The 2022 United Nations Climate Change Conference (27th Conference of the Parties, COP27) in Sharm el-Sheikh, Egypt came to a delayed close on Nov. 20 with climate negotiations coming to agreement on the creation of a climate “loss and damage” fund, a huge victory for climate-vulnerable and developing nations. And while news of the loss and damage fund dominated the headlines, many other developments (and stalemates) took place over the course of the two-week meeting, including the release of the UAE’s new National Net Zero by 2050 Pathway, the unveiling of more information about the Saudi Green Initiative, and the signing of a Memorandum of Understanding between the UAE and Jordan on renewable energy development.

With COP27 officially concluded, we asked experts from across MEI, some of whom attended the meeting, to offer their perspectives on the developments that came out of the conference and what it means moving forward, especially for the Middle East and North Africa. 
 

Photo by Mohamed Abdel Hamid/Anadolu Agency via Getty Images

Viewpoints


 

  • Malak Altaeb

    Malak Altaeb

    Malak Altaeb

    The focus now must be on tackling today’s issues

    COP27 was under intense international scrutiny given the soaring expectations, especially in the MENA region, that the meeting’s focus would be on implementation.
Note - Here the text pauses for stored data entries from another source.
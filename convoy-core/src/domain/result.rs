//! Execution results
//!
//! An `ExecutionResult` wraps the snapshot a unit produced when it
//! finished running. It owns the snapshot outright, so later mutation of
//! the unit can never change a result already handed to the caller.

use crate::domain::unit::{UnitSnapshot, UnitStatus};
use crate::error::PipelineError;

/// Immutable result of one executed work unit
#[derive(Debug, Clone)]
pub struct ExecutionResult {
    snapshot: UnitSnapshot,
}

impl ExecutionResult {
    pub fn from_snapshot(snapshot: UnitSnapshot) -> Self {
        Self { snapshot }
    }

    pub fn snapshot(&self) -> &UnitSnapshot {
        &self.snapshot
    }

    /// Display label of the underlying unit
    pub fn label(&self) -> String {
        self.snapshot.label()
    }

    pub fn status(&self) -> UnitStatus {
        self.snapshot.status
    }

    /// Whether the unit finished in `Success` or `Warning`
    pub fn successful(&self) -> bool {
        matches!(
            self.snapshot.status,
            UnitStatus::Success | UnitStatus::Warning
        )
    }

    /// Whether the unit finished in `Warning` exactly
    pub fn successful_with_warnings(&self) -> bool {
        self.snapshot.status == UnitStatus::Warning
    }

    pub fn failed(&self) -> bool {
        self.snapshot.status == UnitStatus::Failed
    }

    /// 0 for `Success`/`Warning`, 1 for `Failed`, `None` otherwise
    pub fn exit_code(&self) -> Option<i32> {
        match self.snapshot.status {
            UnitStatus::Success | UnitStatus::Warning => Some(0),
            UnitStatus::Failed => Some(1),
            UnitStatus::Waiting | UnitStatus::Running => None,
        }
    }

    pub fn output(&self) -> Option<&str> {
        self.snapshot.output.as_deref()
    }

    pub fn contains_in_output(&self, text: &str) -> bool {
        self.output().is_some_and(|output| output.contains(text))
    }

    pub fn error_messages(&self) -> &[String] {
        &self.snapshot.error_messages
    }

    pub fn warning_messages(&self) -> &[String] {
        &self.snapshot.warning_messages
    }

    /// All recorded error messages joined by newlines
    pub fn error_output(&self) -> String {
        self.snapshot.error_messages.join("\n")
    }

    /// All recorded warning messages joined by newlines
    pub fn warning_output(&self) -> String {
        self.snapshot.warning_messages.join("\n")
    }

    pub fn contains_in_error_output(&self, text: &str) -> bool {
        self.error_output().contains(text)
    }

    pub fn contains_in_warning_output(&self, text: &str) -> bool {
        self.warning_output().contains(text)
    }

    /// Returns the result unchanged unless the unit failed
    ///
    /// This assertion is caller opt-in; the engine never raises it on its
    /// own.
    pub fn ensure_successful(self) -> Result<Self, PipelineError> {
        self.ensure_successful_with(|_| {})
    }

    /// Like [`ensure_successful`](Self::ensure_successful), invoking
    /// `on_failure` with the result before raising
    pub fn ensure_successful_with<F>(self, on_failure: F) -> Result<Self, PipelineError>
    where
        F: FnOnce(&Self),
    {
        if !self.failed() {
            return Ok(self);
        }

        on_failure(&self);

        Err(PipelineError::unit_failed(
            self.label(),
            self.snapshot.error_messages.clone(),
        ))
    }

    /// Applies [`ensure_successful`](Self::ensure_successful) only when
    /// `condition` holds
    pub fn ensure_if(self, condition: bool) -> Result<Self, PipelineError> {
        if condition {
            self.ensure_successful()
        } else {
            Ok(self)
        }
    }

    /// Like [`ensure_if`](Self::ensure_if), invoking `on_failure` with the
    /// result before raising
    pub fn ensure_if_with<F>(self, condition: bool, on_failure: F) -> Result<Self, PipelineError>
    where
        F: FnOnce(&Self),
    {
        if condition {
            self.ensure_successful_with(on_failure)
        } else {
            Ok(self)
        }
    }
}
//! Terminal view
//!
//! Owns cursor visibility and in-place redraw of the unit list. The
//! cursor is hidden on creation and restored on drop, so every exit path
//! unwinds the terminal exactly once.

use std::io::{self, Write};

use crossterm::{cursor, execute, terminal};

/// Redraws a block of lines in place on stdout
pub struct TerminalView {
    lines_drawn: u16,
}

impl TerminalView {
    pub fn new() -> io::Result<Self> {
        execute!(io::stdout(), cursor::Hide)?;
        Ok(Self { lines_drawn: 0 })
    }

    /// Draws the frame, replacing whatever this view drew previously
    pub fn draw(&mut self, lines: &[String]) -> io::Result<()> {
        let mut stdout = io::stdout();

        if self.lines_drawn > 0 {
            execute!(stdout, cursor::MoveUp(self.lines_drawn))?;
        }

        for line in lines {
            execute!(stdout, terminal::Clear(terminal::ClearType::CurrentLine))?;
            writeln!(stdout, "{line}")?;
        }

        stdout.flush()?;
        self.lines_drawn = lines.len() as u16;
        Ok(())
    }
}

impl Drop for TerminalView {
    fn drop(&mut self) {
        let _ = execute!(io::stdout(), cursor::Show);
    }
}
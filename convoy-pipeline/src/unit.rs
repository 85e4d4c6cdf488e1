//! Work units
//!
//! A unit is one schedulable job: either callable work that receives the
//! unit mutably so it can steer its own status and message bags, or a
//! command line executed through the process-invocation primitive.

use convoy_core::domain::result::ExecutionResult;
use convoy_core::domain::unit::{UnitSnapshot, UnitStatus};
use uuid::Uuid;

use crate::command::CommandInvocation;

/// The work a unit performs when it runs
pub enum UnitWork {
    /// Callable work; receives the unit so it can mutate status and bags
    Callable(Box<dyn FnOnce(&mut WorkUnit) -> anyhow::Result<bool> + Send>),
    /// A command line parsed through a shell
    Shell(String),
    /// A command given as an argument vector, no shell parsing
    Args(Vec<String>),
}

/// One schedulable job tracked by the pipeline
pub struct WorkUnit {
    id: Uuid,
    label: Option<String>,
    work: Option<UnitWork>,
    status: UnitStatus,
    output: Option<String>,
    error_messages: Vec<String>,
    warning_messages: Vec<String>,
}

impl WorkUnit {
    /// Creates a unit from callable work
    ///
    /// The callable may call [`succeed`](Self::succeed),
    /// [`warn`](Self::warn), [`fail`](Self::fail),
    /// [`add_warning`](Self::add_warning) and
    /// [`add_error`](Self::add_error) on the unit while it runs. Returning
    /// `Ok(false)` or `Err(..)` fails the unit.
    pub fn call<F>(work: F) -> Self
    where
        F: FnOnce(&mut WorkUnit) -> anyhow::Result<bool> + Send + 'static,
    {
        Self::new(UnitWork::Callable(Box::new(work)))
    }

    /// Creates a unit that runs a command line through a shell
    pub fn shell(command: impl Into<String>) -> Self {
        Self::new(UnitWork::Shell(command.into()))
    }

    /// Creates a unit that runs an argument vector without shell parsing
    pub fn command<I, S>(args: I) -> Self
    where
        I: IntoIterator<Item = S>,
        S: Into<String>,
    {
        Self::new(UnitWork::Args(args.into_iter().map(Into::into).collect()))
    }

    fn new(work: UnitWork) -> Self {
        Self {
            id: Uuid::new_v4(),
            label: None,
            work: Some(work),
            status: UnitStatus::Waiting,
            output: None,
            error_messages: Vec::new(),
            warning_messages: Vec::new(),
        }
    }

    /// Sets the label displayed in the terminal
    pub fn label(mut self, label: impl Into<String>) -> Self {
        self.label = Some(label.into());
        self
    }

    pub fn id(&self) -> Uuid {
        self.id
    }

    pub fn status(&self) -> UnitStatus {
        self.status
    }

    pub fn output(&self) -> Option<&str> {
        self.output.as_deref()
    }

    /// Marks the unit as succeeded; ignored once a terminal status is set
    pub fn succeed(&mut self) {
        self.set_status(UnitStatus::Success);
    }

    /// Marks the unit as finished with warnings
    pub fn warn(&mut self) {
        self.set_status(UnitStatus::Warning);
    }

    /// Marks the unit as failed
    pub fn fail(&mut self) {
        self.set_status(UnitStatus::Failed);
    }

    /// Records a warning message
    pub fn add_warning(&mut self, message: impl Into<String>) {
        self.warning_messages.push(message.into());
    }

    /// Records an error message
    pub fn add_error(&mut self, message: impl Into<String>) {
        self.error_messages.push(message.into());
    }

    /// Stores captured output, trimmed of surrounding whitespace
    pub fn set_output(&mut self, output: impl Into<String>) {
        self.output = Some(output.into().trim().to_string());
    }

    // First terminal status wins; later calls are ignored.
    fn set_status(&mut self, status: UnitStatus) {
        if self.status.is_finished() {
            return;
        }
        self.status = status;
    }

    /// Serializable view of the unit's current state
    pub fn snapshot(&self) -> UnitSnapshot {
        UnitSnapshot {
            id: self.id,
            label: self.label.clone(),
            status: self.status,
            output: self.output.clone(),
            error_messages: self.error_messages.clone(),
            warning_messages: self.warning_messages.clone(),
        }
    }

    /// Runs the unit to completion and returns its result
    ///
    /// Faults raised by callable work are captured into the error bag and
    /// force the failed status; they never escape this call.
    pub fn run(&mut self) -> ExecutionResult {
        self.set_status(UnitStatus::Running);

        match self.work.take() {
            Some(UnitWork::Callable(work)) => match work(self) {
                Ok(result) => self.apply_callable_outcome(result),
                Err(error) => {
                    self.add_error(error.to_string());
                    self.set_status(UnitStatus::Failed);
                }
            },
            Some(UnitWork::Shell(command)) => {
                self.run_invocation(CommandInvocation::shell(command));
            }
            Some(UnitWork::Args(args)) => {
                self.run_invocation(CommandInvocation::args(args));
            }
            None => {}
        }

        ExecutionResult::from_snapshot(self.snapshot())
    }

    // Outcome rule for callable work: an explicit terminal status set by
    // the work itself stands; otherwise a false return or a non-empty
    // error bag fails the unit, a non-empty warning bag downgrades it to
    // a warning, and everything else succeeds.
    fn apply_callable_outcome(&mut self, result: bool) {
        if self.status.is_finished() {
            return;
        }

        if !result || !self.error_messages.is_empty() {
            self.set_status(UnitStatus::Failed);
        } else if !self.warning_messages.is_empty() {
            self.set_status(UnitStatus::Warning);
        } else {
            self.set_status(UnitStatus::Success);
        }
    }

    // Command-line work trusts the invocation's own success flag; the
    // message bags are not consulted.
    fn run_invocation(&mut self, invocation: CommandInvocation) {
        let outcome = invocation.run();

        self.set_output(outcome.output());

        if outcome.is_successful() {
            self.set_status(UnitStatus::Success);
        } else {
            self.add_error(outcome.error_output().trim().to_string());
            self.set_status(UnitStatus::Failed);
        }
    }
}

#[cfg(test)]
mod tests {
    use super::*;
    use anyhow::anyhow;

    #[test]
    fn test_clean_callable_succeeds() {
        let mut unit = WorkUnit::call(|_| Ok(true)).label("clean");
        let result = unit.run();
        assert_eq!(result.status(), UnitStatus::Success);
        assert_eq!(result.exit_code(), Some(0));
    }

    #[test]
    fn test_false_return_fails() {
        let mut unit = WorkUnit::call(|_| Ok(false));
        assert!(unit.run().failed());
    }

    #[test]
    fn test_fault_is_captured_as_error_message() {
        let mut unit = WorkUnit::call(|_| Err(anyhow!("disk on fire")));
        let result = unit.run();
        assert!(result.failed());
        assert!(result.contains_in_error_output("disk on fire"));
    }

    #[test]
    fn test_error_bag_fails_even_on_true_return() {
        let mut unit = WorkUnit::call(|unit| {
            unit.add_error("some error");
            Ok(true)
        });
        let result = unit.run();
        assert!(result.failed());
        assert_eq!(result.exit_code(), Some(1));
    }

    #[test]
    fn test_warning_bag_downgrades_to_warning() {
        let mut unit = WorkUnit::call(|unit| {
            unit.add_warning("some warning");
            Ok(true)
        });
        let result = unit.run();
        assert!(result.successful());
        assert!(result.successful_with_warnings());
        assert_eq!(result.exit_code(), Some(0));
    }

    #[test]
    fn test_error_bag_outranks_warning_bag() {
        let mut unit = WorkUnit::call(|unit| {
            unit.add_warning("minor");
            unit.add_error("major");
            Ok(true)
        });
        assert!(unit.run().failed());
    }

    #[test]
    fn test_explicit_status_calls() {
        let mut unit = WorkUnit::call(|unit| {
            unit.fail();
            Ok(true)
        });
        assert!(unit.run().failed());

        let mut unit = WorkUnit::call(|unit| {
            unit.warn();
            Ok(true)
        });
        assert!(unit.run().successful_with_warnings());

        let mut unit = WorkUnit::call(|unit| {
            unit.succeed();
            Ok(false)
        });
        assert!(unit.run().successful());
    }

    #[test]
    fn test_first_terminal_status_wins() {
        let mut unit = WorkUnit::call(|unit| {
            unit.succeed();
            unit.fail();
            unit.warn();
            Ok(true)
        });
        assert_eq!(unit.run().status(), UnitStatus::Success);
    }

    #[test]
    fn test_shell_command_captures_output() {
        let mut unit = WorkUnit::shell("echo hi");
        let result = unit.run();
        assert!(result.successful());
        assert!(result.contains_in_output("hi"));
    }

    #[test]
    fn test_argv_command_captures_output() {
        let mut unit = WorkUnit::command(["echo", "hello"]);
        let result = unit.run();
        assert!(result.successful());
        assert!(result.contains_in_output("hello"));
    }

    #[test]
    fn test_failing_command_records_stderr() {
        let mut unit = WorkUnit::shell("echo oops >&2; exit 3");
        let result = unit.run();
        assert!(result.failed());
        assert!(result.contains_in_error_output("oops"));
    }

    #[test]
    fn test_missing_program_fails() {
        let mut unit = WorkUnit::command(["definitely-not-a-real-binary-xyz"]);
        assert!(unit.run().failed());
    }

    #[test]
    fn test_output_is_trimmed() {
        let mut unit = WorkUnit::shell("printf '  padded  \\n'");
        assert_eq!(unit.run().output(), Some("padded"));
    }

    #[test]
    fn test_label_builder() {
        let unit = WorkUnit::call(|_| Ok(true)).label("Task 1");
        assert_eq!(unit.snapshot().label(), "Task 1");
    }
}
//! Core domain types
//!
//! This module contains the structures shared between the pipeline engine
//! (which executes units) and anything that displays or inspects them.
//! Values here use snapshot semantics: whatever crosses the worker/store
//! boundary is a plain serializable copy, never a live handle.

pub mod result;
pub mod unit;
The conference in Sharm el-Sheikh offered an opportunity to focus on the importance of achieving climate justice, and ultimately, countries agreed to create a loss and damage fund. This is truly a major step forward for developing countries’ ability to tackle the economic and ecological impacts of climate change as well as support the vulnerable communities most affected by climate change-induced extreme weather events, like those experienced by much of the region this year. However, outlining a concrete mechanism for this fund will be crucial to ensure that those affected will receive actual assistance and to reduce delays in meeting funding pledges and commitments.

    To effectively move forward from COP27, the governments of the MENA region must focus on enhancing their climate action plans and bridging the existing gap in implementing sustainable solutions involving, especially, small-scale projects directly linked to people's daily lives, work, and environment. Specifically, this means addressing stressed water infrastructure, pursuing nature-based solutions, and supporting local agriculture to enhance food security.

    In the post-COP27 world, MENA nations must shift from focusing on future scenarios and pledges to tackling today’s issues and activating climate action in different sectors by addressing social inequalities and generating opportunities for investments in economic development.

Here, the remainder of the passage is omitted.